■ **What to do**
As the answer, give every line of the records that includes the word "selected".

(Source records begins)

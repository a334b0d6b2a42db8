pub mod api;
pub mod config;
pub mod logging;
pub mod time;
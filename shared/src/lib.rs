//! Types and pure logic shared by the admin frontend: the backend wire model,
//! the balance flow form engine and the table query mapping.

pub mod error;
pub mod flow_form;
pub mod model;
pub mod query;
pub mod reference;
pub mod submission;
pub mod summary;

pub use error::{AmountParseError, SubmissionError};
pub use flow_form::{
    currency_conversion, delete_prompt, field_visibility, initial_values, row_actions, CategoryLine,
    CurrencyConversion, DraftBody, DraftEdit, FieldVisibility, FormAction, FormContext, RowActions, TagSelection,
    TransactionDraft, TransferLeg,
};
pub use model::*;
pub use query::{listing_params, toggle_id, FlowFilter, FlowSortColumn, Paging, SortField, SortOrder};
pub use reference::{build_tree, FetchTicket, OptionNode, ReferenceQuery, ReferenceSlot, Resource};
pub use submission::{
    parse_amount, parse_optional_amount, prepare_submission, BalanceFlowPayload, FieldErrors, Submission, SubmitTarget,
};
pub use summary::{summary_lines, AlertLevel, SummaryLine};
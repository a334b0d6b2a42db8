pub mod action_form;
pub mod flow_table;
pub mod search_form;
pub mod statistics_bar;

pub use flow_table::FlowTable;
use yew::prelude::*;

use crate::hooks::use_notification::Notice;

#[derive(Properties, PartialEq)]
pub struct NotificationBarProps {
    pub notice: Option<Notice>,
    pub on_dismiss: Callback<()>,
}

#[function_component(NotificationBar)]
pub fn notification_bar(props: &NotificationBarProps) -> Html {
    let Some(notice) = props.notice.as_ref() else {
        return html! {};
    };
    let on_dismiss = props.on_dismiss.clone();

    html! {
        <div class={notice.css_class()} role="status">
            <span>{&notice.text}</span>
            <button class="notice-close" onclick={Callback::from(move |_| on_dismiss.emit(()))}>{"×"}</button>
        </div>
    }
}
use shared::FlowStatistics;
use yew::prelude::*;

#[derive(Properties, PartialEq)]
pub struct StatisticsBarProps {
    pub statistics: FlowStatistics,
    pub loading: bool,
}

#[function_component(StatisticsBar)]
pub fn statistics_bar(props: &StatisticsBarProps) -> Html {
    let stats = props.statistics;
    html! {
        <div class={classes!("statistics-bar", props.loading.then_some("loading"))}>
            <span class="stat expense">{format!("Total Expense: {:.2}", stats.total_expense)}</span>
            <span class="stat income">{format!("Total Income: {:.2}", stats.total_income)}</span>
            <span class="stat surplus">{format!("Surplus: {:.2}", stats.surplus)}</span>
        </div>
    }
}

(Source records ends)
(Source records begins)

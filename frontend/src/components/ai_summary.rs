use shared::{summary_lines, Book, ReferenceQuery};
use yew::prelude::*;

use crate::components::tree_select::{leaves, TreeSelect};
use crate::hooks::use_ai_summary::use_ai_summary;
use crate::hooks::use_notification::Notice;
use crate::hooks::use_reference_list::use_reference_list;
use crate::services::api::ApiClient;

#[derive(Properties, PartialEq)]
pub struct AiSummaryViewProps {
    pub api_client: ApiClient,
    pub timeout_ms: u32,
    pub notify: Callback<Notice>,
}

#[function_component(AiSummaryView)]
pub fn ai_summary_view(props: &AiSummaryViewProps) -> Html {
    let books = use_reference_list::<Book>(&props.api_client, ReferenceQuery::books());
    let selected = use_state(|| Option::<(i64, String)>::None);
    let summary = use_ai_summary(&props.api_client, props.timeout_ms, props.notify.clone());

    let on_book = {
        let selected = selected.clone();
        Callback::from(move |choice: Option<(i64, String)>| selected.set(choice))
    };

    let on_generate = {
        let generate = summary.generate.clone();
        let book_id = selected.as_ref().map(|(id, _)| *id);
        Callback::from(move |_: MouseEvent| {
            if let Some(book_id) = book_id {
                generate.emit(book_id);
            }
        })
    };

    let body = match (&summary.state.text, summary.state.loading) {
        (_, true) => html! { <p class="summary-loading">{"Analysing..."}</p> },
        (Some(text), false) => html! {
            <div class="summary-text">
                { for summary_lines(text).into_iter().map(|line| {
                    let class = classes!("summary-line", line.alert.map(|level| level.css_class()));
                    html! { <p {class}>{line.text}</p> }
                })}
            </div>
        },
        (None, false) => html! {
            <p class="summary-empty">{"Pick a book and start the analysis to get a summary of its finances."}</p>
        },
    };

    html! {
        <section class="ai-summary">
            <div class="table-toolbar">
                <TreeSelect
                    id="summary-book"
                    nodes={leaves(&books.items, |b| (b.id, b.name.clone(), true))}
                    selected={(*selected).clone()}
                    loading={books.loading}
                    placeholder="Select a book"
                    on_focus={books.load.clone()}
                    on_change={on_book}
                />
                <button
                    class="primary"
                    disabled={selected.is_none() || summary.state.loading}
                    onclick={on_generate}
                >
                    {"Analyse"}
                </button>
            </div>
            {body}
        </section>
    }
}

(Source records ends)
(Source records begins)

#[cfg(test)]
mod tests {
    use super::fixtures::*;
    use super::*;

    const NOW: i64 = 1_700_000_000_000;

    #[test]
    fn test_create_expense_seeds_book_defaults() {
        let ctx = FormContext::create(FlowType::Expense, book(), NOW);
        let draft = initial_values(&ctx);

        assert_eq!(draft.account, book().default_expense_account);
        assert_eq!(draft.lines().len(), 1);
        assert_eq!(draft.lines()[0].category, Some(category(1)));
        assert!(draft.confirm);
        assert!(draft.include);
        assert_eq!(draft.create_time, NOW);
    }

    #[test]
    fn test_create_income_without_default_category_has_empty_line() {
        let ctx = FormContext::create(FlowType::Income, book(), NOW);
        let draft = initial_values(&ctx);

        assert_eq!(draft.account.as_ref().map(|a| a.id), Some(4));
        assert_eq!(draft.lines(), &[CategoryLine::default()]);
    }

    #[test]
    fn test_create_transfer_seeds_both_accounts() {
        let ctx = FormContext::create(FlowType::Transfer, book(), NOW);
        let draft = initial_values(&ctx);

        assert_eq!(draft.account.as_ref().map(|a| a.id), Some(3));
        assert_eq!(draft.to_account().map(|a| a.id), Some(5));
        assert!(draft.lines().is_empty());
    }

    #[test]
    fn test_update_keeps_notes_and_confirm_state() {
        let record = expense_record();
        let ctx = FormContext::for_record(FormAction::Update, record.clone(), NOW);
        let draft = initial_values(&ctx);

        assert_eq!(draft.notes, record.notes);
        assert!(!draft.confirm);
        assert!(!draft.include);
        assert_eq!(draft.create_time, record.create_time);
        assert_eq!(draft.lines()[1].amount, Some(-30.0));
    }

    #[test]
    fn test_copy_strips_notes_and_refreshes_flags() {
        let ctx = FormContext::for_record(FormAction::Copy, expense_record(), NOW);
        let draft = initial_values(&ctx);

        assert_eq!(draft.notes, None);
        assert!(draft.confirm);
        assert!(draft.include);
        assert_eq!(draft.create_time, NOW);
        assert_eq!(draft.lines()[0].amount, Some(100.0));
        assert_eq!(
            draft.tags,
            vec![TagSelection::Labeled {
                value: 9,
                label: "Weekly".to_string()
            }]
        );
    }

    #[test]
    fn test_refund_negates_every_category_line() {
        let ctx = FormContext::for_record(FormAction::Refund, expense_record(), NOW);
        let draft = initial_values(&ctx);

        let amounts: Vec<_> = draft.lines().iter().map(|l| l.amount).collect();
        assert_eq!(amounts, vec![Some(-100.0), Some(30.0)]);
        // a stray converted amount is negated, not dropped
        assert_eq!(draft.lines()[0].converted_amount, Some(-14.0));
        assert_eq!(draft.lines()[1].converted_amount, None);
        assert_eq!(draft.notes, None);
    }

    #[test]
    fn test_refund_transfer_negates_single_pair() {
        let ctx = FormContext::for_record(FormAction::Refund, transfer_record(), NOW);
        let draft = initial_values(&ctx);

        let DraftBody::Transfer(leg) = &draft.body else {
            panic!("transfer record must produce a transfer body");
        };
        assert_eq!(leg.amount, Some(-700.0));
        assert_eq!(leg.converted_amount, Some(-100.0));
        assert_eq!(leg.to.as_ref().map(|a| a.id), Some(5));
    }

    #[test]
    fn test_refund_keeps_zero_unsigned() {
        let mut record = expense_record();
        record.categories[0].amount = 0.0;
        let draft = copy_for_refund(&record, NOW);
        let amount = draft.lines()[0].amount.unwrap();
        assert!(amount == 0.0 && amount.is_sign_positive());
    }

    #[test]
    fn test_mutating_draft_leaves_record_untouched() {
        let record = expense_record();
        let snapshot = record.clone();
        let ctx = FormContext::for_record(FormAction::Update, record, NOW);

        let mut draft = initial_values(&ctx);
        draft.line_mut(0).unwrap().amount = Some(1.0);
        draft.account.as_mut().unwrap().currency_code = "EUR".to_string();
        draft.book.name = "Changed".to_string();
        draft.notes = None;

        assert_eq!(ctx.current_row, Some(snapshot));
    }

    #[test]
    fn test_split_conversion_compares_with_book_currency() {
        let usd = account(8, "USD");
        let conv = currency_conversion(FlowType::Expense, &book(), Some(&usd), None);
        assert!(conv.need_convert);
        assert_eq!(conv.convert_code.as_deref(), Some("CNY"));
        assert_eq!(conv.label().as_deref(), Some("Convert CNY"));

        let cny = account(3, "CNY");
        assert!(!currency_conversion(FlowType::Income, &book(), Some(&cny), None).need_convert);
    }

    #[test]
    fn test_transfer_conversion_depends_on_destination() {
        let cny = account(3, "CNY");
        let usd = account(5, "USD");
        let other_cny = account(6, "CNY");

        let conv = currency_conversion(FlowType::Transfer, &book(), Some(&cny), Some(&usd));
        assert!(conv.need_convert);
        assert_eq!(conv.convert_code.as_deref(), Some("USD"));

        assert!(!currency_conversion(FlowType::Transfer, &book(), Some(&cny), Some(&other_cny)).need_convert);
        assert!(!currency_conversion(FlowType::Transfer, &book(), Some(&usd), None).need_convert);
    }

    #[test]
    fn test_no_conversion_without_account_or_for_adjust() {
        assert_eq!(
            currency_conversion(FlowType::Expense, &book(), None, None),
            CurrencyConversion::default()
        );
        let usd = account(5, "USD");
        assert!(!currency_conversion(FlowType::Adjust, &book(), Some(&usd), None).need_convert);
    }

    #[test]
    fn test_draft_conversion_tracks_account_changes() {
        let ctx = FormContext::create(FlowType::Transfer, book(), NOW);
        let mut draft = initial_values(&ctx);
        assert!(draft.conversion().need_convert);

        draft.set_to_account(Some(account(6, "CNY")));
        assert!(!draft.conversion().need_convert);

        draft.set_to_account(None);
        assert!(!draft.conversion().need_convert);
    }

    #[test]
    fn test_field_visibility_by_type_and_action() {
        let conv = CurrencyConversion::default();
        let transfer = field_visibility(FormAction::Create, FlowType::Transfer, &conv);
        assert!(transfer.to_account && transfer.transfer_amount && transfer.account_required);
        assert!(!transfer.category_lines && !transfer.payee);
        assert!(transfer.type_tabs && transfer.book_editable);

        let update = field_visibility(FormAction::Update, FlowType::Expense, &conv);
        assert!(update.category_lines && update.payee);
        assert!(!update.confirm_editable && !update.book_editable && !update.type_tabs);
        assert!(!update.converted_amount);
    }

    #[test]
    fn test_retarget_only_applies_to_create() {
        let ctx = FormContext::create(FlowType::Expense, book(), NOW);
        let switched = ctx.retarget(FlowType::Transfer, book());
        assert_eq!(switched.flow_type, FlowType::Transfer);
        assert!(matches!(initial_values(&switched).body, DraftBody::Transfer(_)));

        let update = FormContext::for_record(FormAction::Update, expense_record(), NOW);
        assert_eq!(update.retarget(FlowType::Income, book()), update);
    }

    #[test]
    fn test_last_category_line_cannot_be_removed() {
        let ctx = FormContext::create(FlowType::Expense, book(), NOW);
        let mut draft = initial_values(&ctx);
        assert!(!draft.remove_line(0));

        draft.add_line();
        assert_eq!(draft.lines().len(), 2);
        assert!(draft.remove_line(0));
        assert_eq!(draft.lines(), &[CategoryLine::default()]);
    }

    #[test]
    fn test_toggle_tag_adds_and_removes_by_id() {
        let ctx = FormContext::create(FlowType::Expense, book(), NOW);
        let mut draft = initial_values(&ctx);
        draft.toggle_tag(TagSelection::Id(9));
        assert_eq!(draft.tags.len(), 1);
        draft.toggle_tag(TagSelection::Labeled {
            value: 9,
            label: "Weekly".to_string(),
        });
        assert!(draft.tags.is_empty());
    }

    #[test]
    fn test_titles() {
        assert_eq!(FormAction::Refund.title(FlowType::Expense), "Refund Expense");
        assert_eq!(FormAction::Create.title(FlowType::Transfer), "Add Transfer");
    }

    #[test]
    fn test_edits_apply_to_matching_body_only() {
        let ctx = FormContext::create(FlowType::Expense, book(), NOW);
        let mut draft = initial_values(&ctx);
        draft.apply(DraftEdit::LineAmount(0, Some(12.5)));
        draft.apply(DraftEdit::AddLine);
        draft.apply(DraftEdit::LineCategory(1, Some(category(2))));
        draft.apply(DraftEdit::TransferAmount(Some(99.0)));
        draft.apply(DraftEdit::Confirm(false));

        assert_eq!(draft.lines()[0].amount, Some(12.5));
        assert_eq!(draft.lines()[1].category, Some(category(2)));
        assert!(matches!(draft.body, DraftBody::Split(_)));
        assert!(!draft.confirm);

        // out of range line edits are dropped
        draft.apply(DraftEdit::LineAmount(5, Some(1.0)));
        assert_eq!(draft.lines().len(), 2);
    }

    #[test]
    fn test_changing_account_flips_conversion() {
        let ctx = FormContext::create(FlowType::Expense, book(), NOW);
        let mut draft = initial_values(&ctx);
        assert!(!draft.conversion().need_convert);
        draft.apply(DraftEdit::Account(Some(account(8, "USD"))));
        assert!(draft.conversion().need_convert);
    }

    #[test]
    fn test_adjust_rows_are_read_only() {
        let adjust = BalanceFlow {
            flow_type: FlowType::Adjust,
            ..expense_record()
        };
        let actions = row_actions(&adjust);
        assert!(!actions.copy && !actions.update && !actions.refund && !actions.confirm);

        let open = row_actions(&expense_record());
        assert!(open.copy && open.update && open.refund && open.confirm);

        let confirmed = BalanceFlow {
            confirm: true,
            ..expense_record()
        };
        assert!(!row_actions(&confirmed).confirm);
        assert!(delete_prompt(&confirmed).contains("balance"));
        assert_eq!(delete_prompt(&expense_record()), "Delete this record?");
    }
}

(Source records ends)

■ **Answer space**
    let selected = use_state(|| Option::<(i64, String)>::None);
        let selected = selected.clone();
        Callback::from(move |choice: Option<(i64, String)>| selected.set(choice))
        let book_id = selected.as_ref().map(|(id, _)| *id);
                    selected={(*selected).clone()}
                    disabled={selected.is_none() || summary.state.loading}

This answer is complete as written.